Matter-wave interference of a native polypeptide

TL;DR

This paper demonstrates matter-wave interference of a native polypeptide, showing quantum coherence in biologically relevant molecules, which opens new avenues for quantum metrology and spectroscopy of biomolecules.

Contribution

First demonstration of matter-wave interference with a native polypeptide, using an all-optical time-domain interferometer, bridging quantum physics and biology.

Findings

Observed interference fringes for gramicidin despite tiny de Broglie wavelength

Quantum coherence delocalized over more than 20 times the molecular size

Model including quantum wave nature and optical properties matches experimental results

Abstract

The de Broglie wave nature of matter is a paradigmatic example of fundamental quantum physics and enables precise measurements of forces, fundamental constants and even material properties. However, even though matter-wave interferometry is nowadays routinely realized in many laboratories, this feat has remained an outstanding challenge for the vast class of native polypeptides, the building blocks of life, which are ubiquitous in biology but fragile and difficult to handle. Here, we demonstrate the quantum wave nature of gramicidin, a natural antibiotic composed of 15 amino acids. Femtosecond laser desorption of a thin biomolecular film with intensities up to 1~TW/cm$^2$ transfers these molecules into a cold noble gas jet. Even though the peptide's de Broglie wavelength is as tiny as 350~fm, the molecular coherence is delocalized over more than 20 times the molecular size in our all-optical time-domain Talbot-Lau interferometer.

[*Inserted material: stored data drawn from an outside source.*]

impl<G: CartGateway> CartManager<G> {
    /// Start a guest session, restoring any cart the local store holds.
    /// A corrupt or unreadable store is treated as an empty cart.
    pub fn new(gateway: G, store: LocalStore) -> Self {
        let cart = match store.load() {
            Ok(cart) => cart.unwrap_or_default(),
            Err(error) => {
                warn!("discarding unreadable guest cart: {error}");

                Cart::new()
            }
        };

        Self {
            gateway,
            store,
            session: Session::Guest,
            remote_cart: None,
            cart,
        }
    }

    /// The current cart state.
    pub fn cart(&self) -> &Cart {
        &self.cart
    }

    /// The current session.
    pub fn session(&self) -> Session {
        self.session
    }

    /// Transition from guest to authenticated.
    ///
    /// The guest cart is discarded, not merged: local state is dropped and
    /// the customer's server-held cart (created empty when absent) becomes
    /// authoritative. Merge-vs-replace is a recorded product decision.
    ///
    /// # Errors
    ///
    /// Returns a gateway error when the server cart cannot be fetched or
    /// created; the session is left unchanged.
    pub async fn begin_session(&mut self, customer: Uuid) -> Result<&Cart, CartError> {
        let (remote_uuid, cart) = match self.gateway.fetch_customer_cart(customer).await? {
            Some(remote) => (remote.uuid, remote.into_cart()),
            None => {
                let uuid = self
                    .gateway
                    .create_cart(Uuid::now_v7(), Some(customer))
                    .await?;

                (uuid, Cart::new())
            }
        };

        if let Err(error) = self.store.clear() {
            warn!("failed to drop guest cart document: {error}");
        }

        self.session = Session::Authenticated { customer };
        self.remote_cart = Some(remote_uuid);
        self.cart = cart;

        Ok(&self.cart)
    }

    /// Return to a fresh guest session.
    pub fn end_session(&mut self) {
        self.session = Session::Guest;
        self.remote_cart = None;
        self.cart = Cart::new();
    }

    /// Add a product to the cart, freezing name/image/price at call time.
    /// Same-identity adds merge into the existing line.
    ///
    /// # Errors
    ///
    /// Returns an error for a non-positive quantity or a failed backend
    /// upsert; on backend failure the local cart is unchanged.
    pub async fn add_item(
        &mut self,
        product: &ProductSnapshot,
        quantity: u32,
        attributes: VariantAttributes,
    ) -> Result<&Cart, CartError> {
        if let Some(remote) = self.active_remote_cart() {
            if quantity == 0 {
                return Err(tally::cart::CartError::InvalidQuantity.into());
            }

            let updated = self
                .gateway
                .add_item(remote, product.uuid, quantity, &attributes)
                .await?;

            self.cart = updated.into_cart();
        } else {
            self.cart.add_item(product, quantity, attributes)?;
            self.persist_guest_cart();
        }

        Ok(&self.cart)
    }

    /// Set the quantity of the matching line. Zero is rejected; a missing
    /// line is a no-op.
    ///
    /// # Errors
    ///
    /// Returns an error for a non-positive quantity or a failed backend
    /// update.
    pub async fn update_quantity(
        &mut self,
        product: Uuid,
        quantity: u32,
        attributes: &VariantAttributes,
    ) -> Result<&Cart, CartError> {
        if let Some(remote) = self.active_remote_cart() {
            if quantity == 0 {
                return Err(tally::cart::CartError::InvalidQuantity.into());
            }

            let updated = self
                .gateway
                .update_quantity(remote, product, quantity, attributes)
                .await?;

            self.cart = updated.into_cart();
        } else {
            self.cart.update_quantity(product, quantity, attributes)?;
            self.persist_guest_cart();
        }

        Ok(&self.cart)
    }

    /// Delete the matching line entirely; a missing line is a no-op.
    ///
    /// # Errors
    ///
    /// Returns an error when the backend removal fails.
    pub async fn remove_item(
        &mut self,
        product: Uuid,
        attributes: &VariantAttributes,
    ) -> Result<&Cart, CartError> {
        if let Some(remote) = self.active_remote_cart() {
            let updated = self.gateway.remove_item(remote, product, attributes).await?;

            self.cart = updated.into_cart();
        } else {
            self.cart.remove_item(product, attributes);
            self.persist_guest_cart();
        }

        Ok(&self.cart)
    }

    /// Empty the cart. Authenticated sessions also delete the server-held
    /// cart document.
    ///
    /// # Errors
    ///
    /// Returns an error when the backend deletion fails; local state is
    /// only cleared once the backend has agreed.
    pub async fn clear(&mut self) -> Result<(), CartError> {
        if let Some(remote) = self.active_remote_cart() {
            self.gateway.delete_cart(remote).await?;
            self.remote_cart = None;
        }

        self.cart.clear();
        self.persist_guest_cart();

        Ok(())
    }

    /// Apply a discount code. Guests are directed to sign in; authenticated
    /// carts adopt the server-computed totals.
    ///
    /// # Errors
    ///
    /// Returns [`CartError::DiscountRequiresAccount`] for guest sessions
    /// (cart unchanged) or a gateway error when the code is rejected.
    pub async fn apply_discount(&mut self, code: &str) -> Result<&Cart, CartError> {
        let Some(remote) = self.active_remote_cart() else {
            return Err(CartError::DiscountRequiresAccount);
        };

        let updated = self.gateway.apply_discount(remote, code).await?;

        self.cart = updated.into_cart();

        Ok(&self.cart)
    }

    /// Submit the cart as an order.
    ///
    /// The summary (subtotal, shipping, tax, discount, total) is computed
    /// here and submitted alongside the line snapshots; the server
    /// re-derives and checks it. On success the cart is cleared; on any
    /// failure it is left intact so the user can retry.
    ///
    /// # Errors
    ///
    /// Returns an error for an empty cart or a rejected/failed submission.
    pub async fn checkout(
        &mut self,
        input: CheckoutInput,
    ) -> Result<OrderConfirmation, CartError> {
        if self.cart.is_empty() {
            return Err(CartError::EmptyCart);
        }

        let summary = CheckoutSummary::compute(&self.cart, input.shipping_method, input.tax_rate);

        let customer_uuid = match self.session {
            Session::Authenticated { customer } => Some(customer),
            Session::Guest => None,
        };

        let submission = OrderSubmission {
            uuid: Uuid::now_v7(),
            customer_uuid,
            customer: input.customer,
            items: self
                .cart
                .lines()
                .iter()
                .map(|line| OrderSubmissionItem {
                    product_uuid: line.product_uuid,
                    quantity: line.quantity,
                    unit_price: line.unit_price,
                    attributes: line
                        .attributes
                        .iter()
                        .map(|(k, v)| (k.to_string(), v.to_string()))
                        .collect(),
                })
                .collect(),
            billing: OrderSubmissionBilling::from_summary(summary, input.billing_address),
            shipping: OrderSubmissionShipping {
                address: input.shipping_address,
                method: input.shipping_method.as_str().to_string(),
            },
            payment: OrderSubmissionPayment {
                method: input.payment_method,
            },
        };

        let confirmation = self.gateway.submit_order(&submission).await?;

        // Only a confirmed order empties the cart.
        self.clear().await?;

        Ok(confirmation)
    }

    fn active_remote_cart(&self) -> Option<Uuid> {
        self.session.is_authenticated().then_some(self.remote_cart).flatten()
    }

    /// Guest persistence is best-effort: a failed write is logged, not
    /// surfaced, and never blocks the in-memory state change.
    fn persist_guest_cart(&self) {
        if self.session.is_authenticated() {
            return;
        }

        if let Err(error) = self.store.save(&self.cart) {
            warn!("failed to persist guest cart: {error}");
        }
    }
}
//! Discounts service.

use async_trait::async_trait;
use mockall::automock;

use crate::{
    database::Db,
    domain::{
        discounts::{
            errors::DiscountsServiceError,
            models::{DiscountCode, DiscountCodeUuid, NewDiscountCode},
            repository::PgDiscountCodesRepository,
        },
        tenants::models::TenantUuid,
    },
};

#[derive(Debug, Clone)]
pub struct PgDiscountsService {
    db: Db,
    repository: PgDiscountCodesRepository,
}

impl PgDiscountsService {
    #[must_use]
    pub fn new(db: Db) -> Self {
        Self {
            db,
            repository: PgDiscountCodesRepository::new(),
        }
    }
}

#[async_trait]
impl DiscountsService for PgDiscountsService {
    async fn create_code(
        &self,
        tenant: TenantUuid,
        code: NewDiscountCode,
    ) -> Result<DiscountCode, DiscountsServiceError> {
        if code.code.trim().is_empty() {
            return Err(DiscountsServiceError::MissingRequiredData);
        }

        let mut tx = self.db.begin_tenant_transaction(tenant).await?;

        let created = self.repository.create_code(&mut tx, &code).await?;

        tx.commit().await?;

        Ok(created)
    }

    async fn find_code(
        &self,
        tenant: TenantUuid,
        code: String,
    ) -> Result<DiscountCode, DiscountsServiceError> {
        let mut tx = self.db.begin_tenant_transaction(tenant).await?;

        let found = self
            .repository
            .find_code(&mut tx, &code)
            .await?
            .ok_or(DiscountsServiceError::NotFound)?;

        tx.commit().await?;

        Ok(found)
    }

    async fn delete_code(
        &self,
        tenant: TenantUuid,
        code: DiscountCodeUuid,
    ) -> Result<(), DiscountsServiceError> {
        let mut tx = self.db.begin_tenant_transaction(tenant).await?;

        let rows_affected = self.repository.delete_code(&mut tx, code).await?;

        if rows_affected == 0 {
            return Err(DiscountsServiceError::NotFound);
        }

        tx.commit().await?;

        Ok(())
    }
}

#[automock]
#[async_trait]
pub trait DiscountsService: Send + Sync {
    /// Creates a new discount code.
    async fn create_code(
        &self,
        tenant: TenantUuid,
        code: NewDiscountCode,
    ) -> Result<DiscountCode, DiscountsServiceError>;

    /// Look up a live discount code by its code string.
    async fn find_code(
        &self,
        tenant: TenantUuid,
        code: String,
    ) -> Result<DiscountCode, DiscountsServiceError>;

    /// Soft-deletes a discount code.
    async fn delete_code(
        &self,
        tenant: TenantUuid,
        code: DiscountCodeUuid,
    ) -> Result<(), DiscountsServiceError>;
}
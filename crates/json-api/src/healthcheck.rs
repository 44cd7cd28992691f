//! Tally JSON API Healthcheck Handler

use salvo::{oapi::ToSchema, prelude::*};
use serde::{Deserialize, Serialize};

/// Healthcheck response
#[derive(Debug, Serialize, Deserialize, ToSchema)]
pub struct HealthResponse {
    /// Service status
    pub status: String,
}

/// Healthcheck handler
///
/// Returns service health status
#[endpoint(tags("health"), summary = "Health check endpoint")]
pub(crate) async fn handler() -> Json<HealthResponse> {
    Json(HealthResponse {
        status: "ok".to_string(),
    })
}

#[cfg(test)]
mod tests {
    use salvo::{
        prelude::*,
        test::{ResponseExt, TestClient},
    };
    use testresult::TestResult;

    use super::*;

    #[tokio::test]
    async fn test_healthcheck() -> TestResult {
        let router = Router::new().push(Router::with_path("healthcheck").get(handler));

        let response: HealthResponse = TestClient::get("http://example.com/healthcheck")
            .send(&Service::new(router))
            .await
            .take_json()
            .await?;

        assert_eq!(response.status, "ok");

        Ok(())
    }
}
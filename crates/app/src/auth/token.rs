//! API token generation and hashing.
//!
//! Tokens are `ty_` followed by 48 hex characters of OS randomness. Only the
//! SHA-256 hash is stored; the raw token is shown once at creation.

use rand::{RngCore, rngs::OsRng};
use sha2::{Digest, Sha256};

/// API token identifier prefix.
pub const API_TOKEN_PREFIX: &str = "ty";

/// Number of random bytes encoded in a token.
pub const API_TOKEN_SECRET_BYTES: usize = 24;

/// Generate a fresh raw API token.
pub fn generate_api_token() -> String {
    let mut bytes = [0_u8; API_TOKEN_SECRET_BYTES];

    OsRng.fill_bytes(&mut bytes);

    let mut token = String::with_capacity(3 + bytes.len() * 2);
    token.push_str(API_TOKEN_PREFIX);
    token.push('_');

    for byte in bytes {
        token.push_str(&format!("{byte:02x}"));
    }

    token
}

/// The at-rest form of a token.
pub fn hash_api_token(token: &str) -> String {
    format!("{:x}", Sha256::digest(token.as_bytes()))
}
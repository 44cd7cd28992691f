//! Carts HTTP surface.

pub(crate) mod discount;
pub(crate) mod errors;
mod handlers;
pub(crate) mod items;
pub(crate) mod responses;

pub(crate) use handlers::{create, delete, for_customer, get};
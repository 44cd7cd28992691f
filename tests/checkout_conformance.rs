//! End-to-end checks of the cart/checkout arithmetic as a customer would
//! exercise it: building a cart, applying a discount, and producing the
//! billing figures an order is created from.

use rust_decimal::Decimal;
use uuid::Uuid;

use tally::{
    attributes::VariantAttributes,
    cart::{Cart, CartError, Discount},
    order::OrderStatus,
    products::ProductSnapshot,
    summary::{CheckoutSummary, ShippingMethod},
};

fn product(name: &str, price: u64) -> ProductSnapshot {
    ProductSnapshot {
        uuid: Uuid::now_v7(),
        name: name.to_string(),
        sku: None,
        image: None,
        price,
        sale_price: None,
    }
}

#[test]
fn same_product_with_distinct_attributes_forms_two_lines() -> Result<(), CartError> {
    let mut cart = Cart::new();
    let shirt = product("Shirt", 20_00);

    cart.add_item(&shirt, 2, VariantAttributes::none())?;
    cart.add_item(&shirt, 1, [("color", "red")].into_iter().collect())?;

    assert_eq!(cart.lines().len(), 2);
    assert_eq!(cart.total_items(), 3);
    assert_eq!(cart.subtotal(), 60_00);

    Ok(())
}

#[test]
fn repeated_adds_with_identical_attributes_never_duplicate_lines() -> Result<(), CartError> {
    let mut cart = Cart::new();
    let shirt = product("Shirt", 20_00);
    let size_m: VariantAttributes = [("size", "M")].into_iter().collect();

    cart.add_item(&shirt, 1, size_m.clone())?;
    cart.add_item(&shirt, 4, size_m.clone())?;

    assert_eq!(cart.lines().len(), 1);
    assert_eq!(cart.find(shirt.uuid, &size_m).map(|l| l.quantity), Some(5));

    Ok(())
}

#[test]
fn cart_survives_a_serialization_round_trip() -> Result<(), Box<dyn std::error::Error>> {
    let mut cart = Cart::new();

    cart.add_item(&product("Mug", 15_00), 1, VariantAttributes::none())?;

    let json = serde_json::to_string(&cart)?;
    let restored: Cart = serde_json::from_str(&json)?;

    assert_eq!(restored, cart);
    assert_eq!(restored.total(), 15_00);

    Ok(())
}

#[test]
fn checkout_summary_from_a_discounted_cart_is_consistent() -> Result<(), CartError> {
    let mut cart = Cart::new();

    cart.add_item(&product("Lamp", 80_00), 1, VariantAttributes::none())?;
    cart.add_item(&product("Bulb", 5_00), 4, VariantAttributes::none())?;
    cart.set_discount(Some(Discount {
        code: "TEN".to_string(),
        amount: 10_00,
    }));

    let summary = CheckoutSummary::compute(&cart, ShippingMethod::Standard, Decimal::from(8));

    assert_eq!(summary.subtotal, 100_00);
    assert_eq!(summary.discount, 10_00);
    assert!(summary.is_consistent());
    assert_eq!(
        summary.total,
        summary.subtotal + summary.shipping + summary.tax - summary.discount
    );

    Ok(())
}

#[test]
fn order_lifecycle_happy_path_and_dead_ends() {
    let placed = OrderStatus::Pending;

    let delivered = placed
        .transition(OrderStatus::Processing)
        .and_then(|s| s.transition(OrderStatus::Shipped))
        .and_then(|s| s.transition(OrderStatus::Delivered));

    assert_eq!(delivered, Ok(OrderStatus::Delivered));

    let cancelled = OrderStatus::Pending.transition(OrderStatus::Cancelled);

    assert_eq!(cancelled, Ok(OrderStatus::Cancelled));
    assert!(OrderStatus::Cancelled.transition(OrderStatus::Pending).is_err());
    assert!(OrderStatus::Delivered.transition(OrderStatus::Shipped).is_err());
}
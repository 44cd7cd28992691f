//! Carts service errors.

use sqlx::{
    Error,
    error::{DatabaseError, ErrorKind},
};
use thiserror::Error;

#[derive(Debug, Error)]
pub enum CartsServiceError {
    #[error("cart already exists")]
    AlreadyExists,

    #[error("cart not found")]
    NotFound,

    #[error("related resource not found")]
    InvalidReference,

    #[error("missing required data")]
    MissingRequiredData,

    #[error("invalid data")]
    InvalidData,

    #[error("quantity must be a positive integer")]
    InvalidQuantity,

    #[error("unknown or expired discount code")]
    UnknownDiscountCode,

    #[error("storage error")]
    Sql(#[source] Error),
}

impl From<Error> for CartsServiceError {
    fn from(error: Error) -> Self {
        if matches!(error, Error::RowNotFound) {
            return Self::NotFound;
        }

        match error.as_database_error().map(DatabaseError::kind) {
            Some(ErrorKind::UniqueViolation) => Self::AlreadyExists,
            Some(ErrorKind::ForeignKeyViolation) => Self::InvalidReference,
            Some(ErrorKind::NotNullViolation) => Self::MissingRequiredData,
            Some(ErrorKind::CheckViolation) => Self::InvalidData,
            Some(ErrorKind::Other | _) | None => Self::Sql(error),
        }
    }
}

We compare the observed interference fringes for two different interference orders with a model that includes both a rigorous treatment of the peptide's quantum wave nature as well as a quantum chemical assessment of its optical properties to distinguish our result from classical predictions. The successful realization of quantum optics with this polypeptide as a prototypical biomolecule paves the way for quantum-assisted molecule metrology and in particular the optical spectroscopy of a large class of biologically relevant molecules.